Youth, no matter their expertise, qualifications or proven capabilities, continue to be exploited, constrained and excluded from managerial positions or even development discussions. Over the next ten years these barriers must be broken down to unleash and draw on the energy, potential and innovation of youth especially young women from across the world!

Follow Shakira on Twitter: @ChoonaraShakira

Cover photo credit: Shakira Choonara

#BeBoldForChange: Tshepy the Journalist Turned Entrepreneur

To mark International Women’s Day 2017, I have conducted a series of interviews celebrating women I feel have had positive influence on society. The first woman is Tshepy Matloga.

My name is Tshepy Matloga, a 30 year-old South African journalist turned entrepreneur. I am the founder of Chronicles Media Group (South Africa) and co-founder of Encore Creatives PR and Events (Malawi). At the moment I alternate between South Africa and Malawi. When I am not working I read – I am an avid reader of African literature. I have been an entrepreneur for three years and since then I’ve been selected as one of the 100 brightest young minds in South Africa, the 20 most influential young people in SA, and I am a Nelson Mandela Institute of Development Studies (MINDS) alumni. I have also been featured on international mediums such as True Love magazine and She Lead Africa. I am also a founder of Malawi’s only women’s business and lifestyle magazine Inde, which was born last year. My ultimate biggest goal in life is to one day become the president of South Africa.

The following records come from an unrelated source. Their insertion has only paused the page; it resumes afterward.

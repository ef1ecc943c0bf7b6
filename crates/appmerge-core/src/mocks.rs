//! Mock implementations for testing and offline usage

use std::collections::{HashMap, VecDeque};
use std::sync::{Arc, Mutex, PoisonError};
use std::time::Duration;

use appmerge_http::{ApiRequest, HttpError, Method, StatusCode, Transport};
use async_trait::async_trait;
use serde_json::Value;

use crate::bus::{EventBus, EventKind, MergeEvent, SubscriptionId};

/// A scripted reply
#[derive(Debug, Clone, PartialEq)]
pub enum MockReply {
    Ok(Value),
    /// Non-2xx response with its JSON payload
    Status(u16, Value),
    /// Network failure, no response
    Timeout,
    /// Successful reply that takes this long to arrive
    Slow(Duration, Value),
}

impl MockReply {
    fn into_result(self) -> Result<Value, HttpError> {
        match self {
            MockReply::Ok(body) => Ok(body),
            MockReply::Status(code, payload) => {
                let status =
                    StatusCode::from_u16(code).unwrap_or(StatusCode::INTERNAL_SERVER_ERROR);
                let message = payload
                    .get("message")
                    .and_then(Value::as_str)
                    .map(str::to_string)
                    .unwrap_or_else(|| status.to_string());
                Err(HttpError::HttpStatus {
                    status,
                    message,
                    payload: Some(payload),
                })
            }
            MockReply::Timeout => Err(HttpError::Timeout(Duration::from_secs(30))),
            MockReply::Slow(_, body) => Ok(body),
        }
    }
}

/// Transport that answers from per-route scripts and records every request
///
/// Replies for a route are consumed in order; the last one repeats. An
/// unscripted route answers 404.
#[derive(Default)]
pub struct MockTransport {
    routes: Mutex<HashMap<(Method, String), VecDeque<MockReply>>>,
    requests: Mutex<Vec<ApiRequest>>,
}

impl MockTransport {
    pub fn new() -> Self {
        Self::default()
    }

    /// Queue a successful reply
    pub fn reply(&self, method: Method, path: &str, body: Value) -> &Self {
        self.script(method, path, MockReply::Ok(body))
    }

    /// Queue a non-2xx reply
    pub fn fail(&self, method: Method, path: &str, status: u16, payload: Value) -> &Self {
        self.script(method, path, MockReply::Status(status, payload))
    }

    pub fn script(&self, method: Method, path: &str, reply: MockReply) -> &Self {
        self.routes
            .lock()
            .unwrap_or_else(PoisonError::into_inner)
            .entry((method, path.to_string()))
            .or_default()
            .push_back(reply);
        self
    }

    /// Every request received so far, oldest first
    pub fn requests(&self) -> Vec<ApiRequest> {
        self.requests
            .lock()
            .unwrap_or_else(PoisonError::into_inner)
            .clone()
    }

    pub fn calls_to(&self, method: Method, path: &str) -> usize {
        self.requests
            .lock()
            .unwrap_or_else(PoisonError::into_inner)
            .iter()
            .filter(|request| request.method == method && request.path == path)
            .count()
    }
}

#[async_trait]
impl Transport for MockTransport {
    async fn send(&self, request: ApiRequest) -> Result<Value, HttpError> {
        let key = (request.method.clone(), request.path.clone());
        self.requests
            .lock()
            .unwrap_or_else(PoisonError::into_inner)
            .push(request);

        let reply = {
            let mut routes = self.routes.lock().unwrap_or_else(PoisonError::into_inner);
            match routes.get_mut(&key) {
                Some(queue) if queue.len() > 1 => queue.pop_front(),
                Some(queue) => queue.front().cloned(),
                None => None,
            }
        };

        if let Some(MockReply::Slow(delay, _)) = &reply {
            tokio::time::sleep(*delay).await;
        }
        match reply {
            Some(reply) => reply.into_result(),
            None => MockReply::Status(404, serde_json::json!({ "message": "No such route" }))
                .into_result(),
        }
    }
}

/// Collects every event published on a bus
pub struct EventRecorder {
    bus: EventBus,
    subscription: SubscriptionId,
    events: Arc<Mutex<Vec<MergeEvent>>>,
}

impl EventRecorder {
    pub fn attach(bus: &EventBus) -> Self {
        let events = Arc::new(Mutex::new(Vec::new()));
        let sink = Arc::clone(&events);
        let subscription = bus.on_any(move |event| {
            sink.lock()
                .unwrap_or_else(PoisonError::into_inner)
                .push(event.clone());
        });
        Self {
            bus: bus.clone(),
            subscription,
            events,
        }
    }

    pub fn events(&self) -> Vec<MergeEvent> {
        self.events
            .lock()
            .unwrap_or_else(PoisonError::into_inner)
            .clone()
    }

    /// Recorded events of one kind, oldest first
    pub fn of_kind(&self, kind: EventKind) -> Vec<MergeEvent> {
        self.events()
            .into_iter()
            .filter(|event| event.kind() == kind)
            .collect()
    }

    pub fn count(&self, kind: EventKind) -> usize {
        self.of_kind(kind).len()
    }

    /// Wire names in emission order
    pub fn names(&self) -> Vec<&'static str> {
        self.events().iter().map(MergeEvent::name).collect()
    }

    pub fn clear(&self) {
        self.events
            .lock()
            .unwrap_or_else(PoisonError::into_inner)
            .clear();
    }
}

impl Drop for EventRecorder {
    fn drop(&mut self) {
        self.bus.off_any(self.subscription);
    }
}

  1. What is the special thing in your life that makes you feel bold?

My identity. About three years ago I left my job and decided to venture into entrepreneurship with no money and definitely no collateral to ensure I got a bank loan as a startup capital. I remember marveling through the Book of Chronicles in the Bible. This is a book I draw motivation from when I need to recharge. I had spent years helping people set up their businesses and I felt that at that moment God was communicating with me to say, it’s time to create your own path. I started a media company, Chronicles Media Group.

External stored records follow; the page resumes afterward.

impl LockManager {
    pub fn new(gateway: MergeGateway, store: Arc<StateStore>, bus: EventBus) -> Self {
        Self {
            gateway,
            store,
            bus,
            monitors: TaskRegistry::new("lock-monitors"),
        }
    }

    /// Reserve both apps for `options.duration`
    pub async fn lock_apps(
        &self,
        source: AppId,
        destination: AppId,
        options: LockOptions,
    ) -> MergeResult<LockStatus> {
        require_id("Source app id", source)?;
        require_id("Destination app id", destination)?;
        if options.duration.is_zero() {
            return Err(MergeError::InvalidInput(
                "Lock duration must be greater than zero".to_string(),
            ));
        }
        let span = lock_span("Lock duration", options.duration)?;

        let response = match self
            .gateway
            .lock(source, destination, options.duration.as_secs())
            .await
        {
            Ok(response) => response,
            Err(e) => {
                error!(source, destination, "Failed to lock apps: {e}");
                self.bus.emit(MergeEvent::LockFailed {
                    source_id: source,
                    destination_id: destination,
                    error: e.to_string(),
                });
                return Err(e.into());
            }
        };

        let now = Utc::now();
        let locked_until = response
            .locked_until
            .unwrap_or_else(|| offset(now, span));
        let status = LockStatus {
            source_app_id: source,
            destination_app_id: destination,
            source_app_locked_until: Some(locked_until),
            destination_app_locked_until: Some(locked_until),
            lock_owner: response.locked_by,
            duration_seconds: options.duration.as_secs(),
            auto_extend: options.auto_extend,
            acquired_at: Some(now),
        };

        let record = status.clone();
        self.store
            .update("lockStatus", move |state| state.lock_status = Some(record))?;

        info!(source, destination, %locked_until, "Apps locked");
        self.bus.emit(MergeEvent::LockAcquired {
            source_id: source,
            destination_id: destination,
            locked_until,
        });

        if options.auto_extend {
            self.monitor_lock_expiration(
                source,
                MonitorOptions {
                    destination_app_id: Some(destination),
                    warning_threshold: options.warning_threshold,
                    auto_extend: true,
                    check_interval: options.check_interval,
                    ..MonitorOptions::default()
                },
            )?;
        }

        Ok(status)
    }

    /// Release both apps; the expiry monitor for `source` stops first
    ///
    /// On failure the local lock record is kept.
    pub async fn unlock_apps(&self, source: AppId, destination: AppId) -> MergeResult<()> {
        require_id("Source app id", source)?;
        require_id("Destination app id", destination)?;

        self.stop_monitoring(source);

        if let Err(e) = self.gateway.unlock(source, destination).await {
            error!(source, destination, "Failed to unlock apps: {e}");
            self.bus.emit(MergeEvent::LockReleaseFailed {
                source_id: source,
                destination_id: destination,
                error: e.to_string(),
            });
            return Err(e.into());
        }

        self.store
            .update("lockStatus", |state| state.lock_status = None)?;

        info!(source, destination, "Apps unlocked");
        self.bus.emit(MergeEvent::LockReleased {
            source_id: source,
            destination_id: destination,
        });
        Ok(())
    }

    /// Push the expiry out; returns the new locked-until
    pub async fn extend_lock(
        &self,
        source: AppId,
        destination: AppId,
        options: ExtendOptions,
    ) -> MergeResult<DateTime<Utc>> {
        require_id("Source app id", source)?;
        require_id("Destination app id", destination)?;
        let span = lock_span("Lock extension", options.additional_duration)?;

        let response = match self
            .gateway
            .extend_lock(source, destination, options.additional_duration.as_secs())
            .await
        {
            Ok(response) => response,
            Err(e) => {
                error!(source, destination, "Failed to extend lock: {e}");
                self.bus.emit(MergeEvent::LockExtendFailed {
                    source_id: source,
                    destination_id: destination,
                    error: e.to_string(),
                });
                return Err(e.into());
            }
        };

        let locked_until = match response.locked_until {
            Some(locked_until) => locked_until,
            None => {
                let base = self
                    .store
                    .lock_status()
                    .filter(|lock| lock.source_app_id == source)
                    .and_then(|lock| lock.locked_until_for(source))
                    .filter(|until| *until > Utc::now())
                    .unwrap_or_else(Utc::now);
                offset(base, span)
            }
        };

        self.store.update("lockStatus", move |state| {
            if state
                .lock_status
                .as_ref()
                .is_some_and(|lock| lock.source_app_id != source)
            {
                state.lock_status = None;
            }
            let lock = state.lock_status.get_or_insert_with(|| LockStatus {
                source_app_id: source,
                destination_app_id: destination,
                duration_seconds: options.additional_duration.as_secs(),
                acquired_at: Some(Utc::now()),
                ..LockStatus::default()
            });
            lock.destination_app_id = destination;
            lock.source_app_locked_until = Some(locked_until);
            lock.destination_app_locked_until = Some(locked_until);
        })?;

        info!(source, destination, %locked_until, "Lock extended");
        self.bus.emit(MergeEvent::LockExtended {
            source_id: source,
            destination_id: destination,
            locked_until,
        });
        Ok(locked_until)
    }

    pub fn check_lock_status(&self, app_id: AppId) -> LockCheck {
        self.check_lock_status_at(app_id, Utc::now())
    }

    /// Lock check against an explicit clock reading
    pub fn check_lock_status_at(&self, app_id: AppId, now: DateTime<Utc>) -> LockCheck {
        let lock_status = self.store.lock_status();
        let locked_until = lock_status
            .as_ref()
            .and_then(|lock| lock.locked_until_for(app_id));

        let remaining_seconds = match locked_until {
            Some(until) if until > now => {
                let millis = (until - now).num_milliseconds().max(0) as u64;
                millis.div_ceil(1000).max(1)
            }
            _ => 0,
        };

        LockCheck {
            is_locked: remaining_seconds > 0,
            lock_status,
            remaining_seconds,
        }
    }

    /// Watch the lock on `app_id`, replacing any monitor already running for it
    pub fn monitor_lock_expiration(&self, app_id: AppId, options: MonitorOptions) -> MergeResult<()> {
        require_id("App id", app_id)?;
        if options.check_interval.is_zero() {
            return Err(MergeError::InvalidInput(
                "Lock check interval must be greater than zero".to_string(),
            ));
        }

        let manager = self.clone();
        self.monitors.spawn(app_id, move |ticket| async move {
            manager.run_monitor(ticket, options).await;
        });
        debug!(app_id, interval = ?options.check_interval, "Lock monitor started");
        Ok(())
    }

    async fn run_monitor(&self, ticket: TaskTicket<AppId>, options: MonitorOptions) {
        let app_id = *ticket.key();
        let period = options.check_interval;
        let mut ticker = interval_at(Instant::now() + period, period);
        ticker.set_missed_tick_behavior(MissedTickBehavior::Delay);

        loop {
            ticker.tick().await;

            let check = self.check_lock_status(app_id);
            if !check.is_locked {
                ticket.finish();
                warn!(app_id, "Lock expired");
                self.bus.emit(MergeEvent::LockExpired { app_id });
                return;
            }

            if check.remaining_seconds <= options.warning_threshold.as_secs() {
                self.warn_expiring(app_id, &check, &options).await;
            }
        }
    }

    async fn warn_expiring(&self, app_id: AppId, check: &LockCheck, options: &MonitorOptions) {
        warn!(app_id, remaining = check.remaining_seconds, "Lock expiring soon");
        self.bus.emit(MergeEvent::LockExpiring {
            app_id,
            remaining_seconds: check.remaining_seconds,
        });

        if !options.auto_extend {
            return;
        }
        let destination = options.destination_app_id.or_else(|| {
            check
                .lock_status
                .as_ref()
                .filter(|lock| lock.source_app_id == app_id)
                .map(|lock| lock.destination_app_id)
        });
        let Some(destination) = destination.filter(|id| *id != 0) else {
            debug!(app_id, "No destination known, skipping auto-extend");
            return;
        };

        let extend = ExtendOptions {
            additional_duration: options.extend_by,
        };
        if let Err(e) = self.extend_lock(app_id, destination, extend).await {
            self.bus.emit(MergeEvent::LockAutoExtendFailed {
                app_id,
                destination_id: destination,
                error: e.to_string(),
            });
        }
    }

    /// Stop the monitor for `app_id`; returns whether one was running
    pub fn stop_monitoring(&self, app_id: AppId) -> bool {
        self.monitors.stop(&app_id)
    }

    pub fn is_monitoring(&self, app_id: AppId) -> bool {
        self.monitors.is_active(&app_id)
    }

    pub fn active_monitors(&self) -> usize {
        self.monitors.len()
    }

    /// Stop every monitor
    pub fn cleanup(&self) {
        let stopped = self.monitors.stop_all();
        debug!(stopped, "Lock monitors cleaned up");
    }
}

  1. What does it mean to you to be a bold woman in the year 2017?

I come from a society that spent years entrenched in racism and patriarchy. I am grateful for the women who shattered the glass ceiling and paved a way for me to be able to dream in colour today. Women like Miriam Tladi, Lillian Ngoyi, and Charlotte Maxeke who lived a purposeful life. Because of these women, today I have a voice that is not interrupted when I speak.

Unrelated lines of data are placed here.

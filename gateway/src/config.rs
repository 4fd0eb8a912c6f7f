//! # Protocol Configuration & Constants
//!
//! Every magic number of the iPay resource-kit protocol lives here. The
//! vendor defines these values; none of them are ours to negotiate. If the
//! gateway changes one, this is the only file that should need to move.
//!
//! The second half of the module holds [`GatewayConfig`], the set of
//! knobs a merchant turns when opening a terminal session.

use std::path::{Path, PathBuf};

use crate::keystore::PassphrasePolicy;
use crate::transaction::types::{Currency, Language};

// ---------------------------------------------------------------------------
// Protocol Identity
// ---------------------------------------------------------------------------

/// Version tag of the only wire protocol this crate speaks: hosted
/// purchase through the resource kit.
pub const PROTOCOL_VERSION: &str = "ipay-hosted-1";

/// Page on the gateway that accepts hosted payment initialisation.
pub const PAYMENT_PAGE: &str = "PaymentHTTP.htm";

/// Value of the cleartext `param` query parameter on the redirect.
pub const PAYMENT_INIT_PARAM: &str = "paymentInit";

/// Action code for a purchase. Refund (2), void (3) and inquiry (8) exist
/// in the vendor protocol but are not spoken here.
pub const ACTION_PURCHASE: u8 = 1;

// ---------------------------------------------------------------------------
// Wire Field Names
// ---------------------------------------------------------------------------

/// Query/body parameter carrying the encrypted payload, in both directions.
pub const FIELD_TRANDATA: &str = "trandata";

/// Cleartext terminal id on the redirect URL.
pub const FIELD_TRANPORTAL_ID: &str = "tranportalId";

/// Callback fields. Spelling and casing are the gateway's.
pub const FIELD_PAYMENT_ID: &str = "paymentid";
pub const FIELD_RESULT: &str = "result";
pub const FIELD_AUTH: &str = "auth";
pub const FIELD_AMOUNT: &str = "amt";
pub const FIELD_REF: &str = "ref";
pub const FIELD_POST_DATE: &str = "postdate";
pub const FIELD_TRACK_ID: &str = "trackid";
pub const FIELD_TRAN_ID: &str = "tranid";
pub const FIELD_AVR: &str = "avr";
pub const FIELD_AUTH_RESP_CODE: &str = "authRespCode";
pub const FIELD_ERROR: &str = "Error";
pub const FIELD_ERROR_TEXT: &str = "ErrorText";

/// Names of the five user-defined fields, in wire order.
pub const UDF_FIELDS: [&str; UDF_COUNT] = ["udf1", "udf2", "udf3", "udf4", "udf5"];

// ---------------------------------------------------------------------------
// Field Limits
// ---------------------------------------------------------------------------

/// Number of user-defined fields the gateway echoes back.
pub const UDF_COUNT: usize = 5;

/// Longest UDF value the gateway accepts, counted after sanitizing.
pub const UDF_MAX_LENGTH: usize = 255;

/// Characters stripped from UDF values before they are sent. The gateway
/// rejects requests that carry any of them.
pub const UDF_FILTER_CHARS: &str = "!#$%^&*()+[]\\';,{}|\":<>?~`";

/// Longest track id the gateway stores.
pub const TRACK_ID_MAX_LENGTH: usize = 40;

// ---------------------------------------------------------------------------
// Cryptographic Parameters
// ---------------------------------------------------------------------------

/// Transport cipher block length (AES). The resource key doubles as the IV,
/// so it must be exactly one block long.
pub const TRANSPORT_KEY_LENGTH: usize = 16;

/// Two-key and three-key triple-DES key lengths accepted for the vault key.
pub const TDES_TWO_KEY_LENGTH: usize = 16;
pub const TDES_THREE_KEY_LENGTH: usize = 24;

/// Triple-DES block length.
pub const TDES_BLOCK_LENGTH: usize = 8;

/// Magic number opening a JCEKS-framed keystore.
pub const KEYSTORE_MAGIC: u32 = 0xCECE_CECE;

/// Keystore format version we read.
pub const KEYSTORE_VERSION: u32 = 2;

/// Entry tags: private key with its certificate chain, trusted
/// certificate, sealed secret key.
pub const KEYSTORE_TAG_PRIVATE_KEY: u32 = 1;
pub const KEYSTORE_TAG_TRUSTED_CERT: u32 = 2;
pub const KEYSTORE_TAG_SECRET_KEY: u32 = 3;

/// Seal algorithm named inside every sealed secret-key entry.
pub const KEYSTORE_SEAL_ALGORITHM: &str = "PBEWithMD5AndTripleDES";

/// Whitener mixed into the keystore integrity digest. Fixed by the Java
/// keystore format.
pub const KEYSTORE_DIGEST_WHITENER: &[u8] = b"Mighty Aphrodite";

/// SHA-1 digest length trailing every keystore.
pub const KEYSTORE_DIGEST_LENGTH: usize = 20;

/// PBE salt length for sealed keystore entries.
pub const PBE_SALT_LENGTH: usize = 8;

/// Upper bound on PBE iterations. Anything above is treated as corruption
/// rather than burned through.
pub const PBE_MAX_ITERATIONS: u32 = 5_000_000;

/// Iterations used when sealing sandbox keystores. Same as keytool.
pub const PBE_DEFAULT_ITERATIONS: u32 = 200_000;

/// Entry alias the resource kit stores its vault key under.
pub const DEFAULT_KEY_ALIAS: &str = "pgkey";

/// Store passphrase shipped with every resource kit.
pub const VENDOR_KEYSTORE_PASSPHRASE: &str = "password";

/// Largest terminal XML entry we are willing to inflate from the resource
/// archive.
pub const MAX_TERMINAL_ENTRY_BYTES: u64 = 64 * 1024;

/// Largest callback body accepted by the decoder.
pub const MAX_CALLBACK_BYTES: usize = 16 * 1024;

// ---------------------------------------------------------------------------
// Gateway Configuration
// ---------------------------------------------------------------------------

/// Everything needed to open a terminal session against the gateway.
///
/// Paths point at the two vendor artifacts; `alias` picks the terminal out
/// of the resource archive. Currency and language default to the vendor
/// kit's defaults (KWD, English).
#[derive(Debug, Clone)]
pub struct GatewayConfig {
    /// Path to the keystore artifact (usually `keystore.bin`).
    pub keystore_path: PathBuf,
    /// Path to the resource artifact (usually `resource.cgn`).
    pub resource_path: PathBuf,
    /// Terminal alias as configured by the acquiring bank.
    pub alias: String,
    /// Alias of the vault key inside the keystore.
    pub key_alias: String,
    /// How the keystore passphrase is obtained.
    pub passphrase: PassphrasePolicy,
    /// Transaction currency.
    pub currency: Currency,
    /// Language of the hosted payment pages.
    pub language: Language,
}

impl GatewayConfig {
    /// Creates a configuration with vendor defaults for everything but the
    /// artifact paths and terminal alias.
    pub fn new(
        keystore_path: impl AsRef<Path>,
        resource_path: impl AsRef<Path>,
        alias: impl Into<String>,
    ) -> Self {
        Self {
            keystore_path: keystore_path.as_ref().to_path_buf(),
            resource_path: resource_path.as_ref().to_path_buf(),
            alias: alias.into(),
            key_alias: DEFAULT_KEY_ALIAS.to_string(),
            passphrase: PassphrasePolicy::VendorDefault,
            currency: Currency::KWD,
            language: Language::English,
        }
    }

    /// Overrides the keystore entry alias.
    pub fn key_alias(mut self, key_alias: impl Into<String>) -> Self {
        self.key_alias = key_alias.into();
        self
    }

    /// Overrides the keystore passphrase policy.
    pub fn passphrase(mut self, passphrase: PassphrasePolicy) -> Self {
        self.passphrase = passphrase;
        self
    }

    /// Sets the transaction currency.
    pub fn currency(mut self, currency: Currency) -> Self {
        self.currency = currency;
        self
    }

    /// Sets the hosted page language.
    pub fn language(mut self, language: Language) -> Self {
        self.language = language;
        self
    }
}

#[cfg(test)]
mod tests {
    use super::*;

    #[test]
    fn test_udf_field_names_are_ordered() {
        assert_eq!(UDF_FIELDS.len(), UDF_COUNT);
        for (i, name) in UDF_FIELDS.iter().enumerate() {
            assert_eq!(*name, format!("udf{}", i + 1));
        }
    }

    #[test]
    fn test_keystore_magic_bytes() {
        assert_eq!(KEYSTORE_MAGIC.to_be_bytes(), [0xCE, 0xCE, 0xCE, 0xCE]);
    }

    #[test]
    fn test_key_lengths_sanity() {
        // The transport key is also the CBC IV, which is one AES block.
        assert_eq!(TRANSPORT_KEY_LENGTH, 16);
        assert!(TDES_TWO_KEY_LENGTH < TDES_THREE_KEY_LENGTH);
        assert_eq!(TDES_THREE_KEY_LENGTH % TDES_BLOCK_LENGTH, 0);
    }

    #[test]
    fn test_pbe_iteration_bounds() {
        assert!(PBE_DEFAULT_ITERATIONS <= PBE_MAX_ITERATIONS);
        assert!(PBE_DEFAULT_ITERATIONS > 0);
    }

    #[test]
    fn test_filter_chars_cover_form_delimiters() {
        // Sanitized UDFs must never be able to smuggle a field separator.
        assert!(UDF_FILTER_CHARS.contains('&'));
        assert!(UDF_FILTER_CHARS.contains('+'));
        assert!(UDF_FILTER_CHARS.contains('%'));
    }

    #[test]
    fn test_gateway_config_defaults() {
        let config = GatewayConfig::new("keystore.bin", "resource.cgn", "terminal");
        assert_eq!(config.key_alias, DEFAULT_KEY_ALIAS);
        assert_eq!(config.currency, Currency::KWD);
        assert_eq!(config.language, Language::English);
        assert!(matches!(config.passphrase, PassphrasePolicy::VendorDefault));
    }

    #[test]
    fn test_gateway_config_overrides() {
        let config = GatewayConfig::new("k", "r", "t")
            .key_alias("other")
            .currency(Currency::USD)
            .language(Language::Arabic);
        assert_eq!(config.key_alias, "other");
        assert_eq!(config.currency, Currency::USD);
        assert_eq!(config.language, Language::Arabic);
    }
}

  1. What important roles do you think women around you, including yourself, play in society?

I was raised by my mother and her siblings. Three gentle giants, I call my mothers. They have taught me without saying a word that when women collaborate, we can raise men and women of substance. Because of the values they instilled in me, I now mentor young ladies who want to venture into entrepreneurship as a career.

  1. What mistake (s) have you made in life that you think young girls could learn from?

Allowing people to box me in their idea of what a ‘good’ woman should live her life like. Don’t let obligations dictate how you live your life – there is no happiness in living your life on society’s terms and I learned the hard way. Don’t think you’re on the right path just because it’s a well-paved path. With age, I have learned that we are the ones who live with our choice, not our parents and definitely not society, therefore never choose the crowd to the detriment of your happiness

  1. What advice do you have for young girls who want to be as bold as you are?

We are lucky to be living in an era where the world is filled with opportunities for women to make a difference in the world. Find your purpose and pursue it regardless of how difficult the journey may be. I believe that in one way or the other, we are all here to leave the world a much better place than we found it.

  1. What changes do you hope to see with regard to economic, social and leadership inclusion of women in the next 10 years?

Seeing  more women taking up leadership and entrepreneurship positions all over the world. I dream of a world where women won’t have to fight for inclusion in decision making, because equality will be a norm.  A world where women don’t get violated and disrespected, and where boys grow up to be men who are taught the importance of treating women as equals.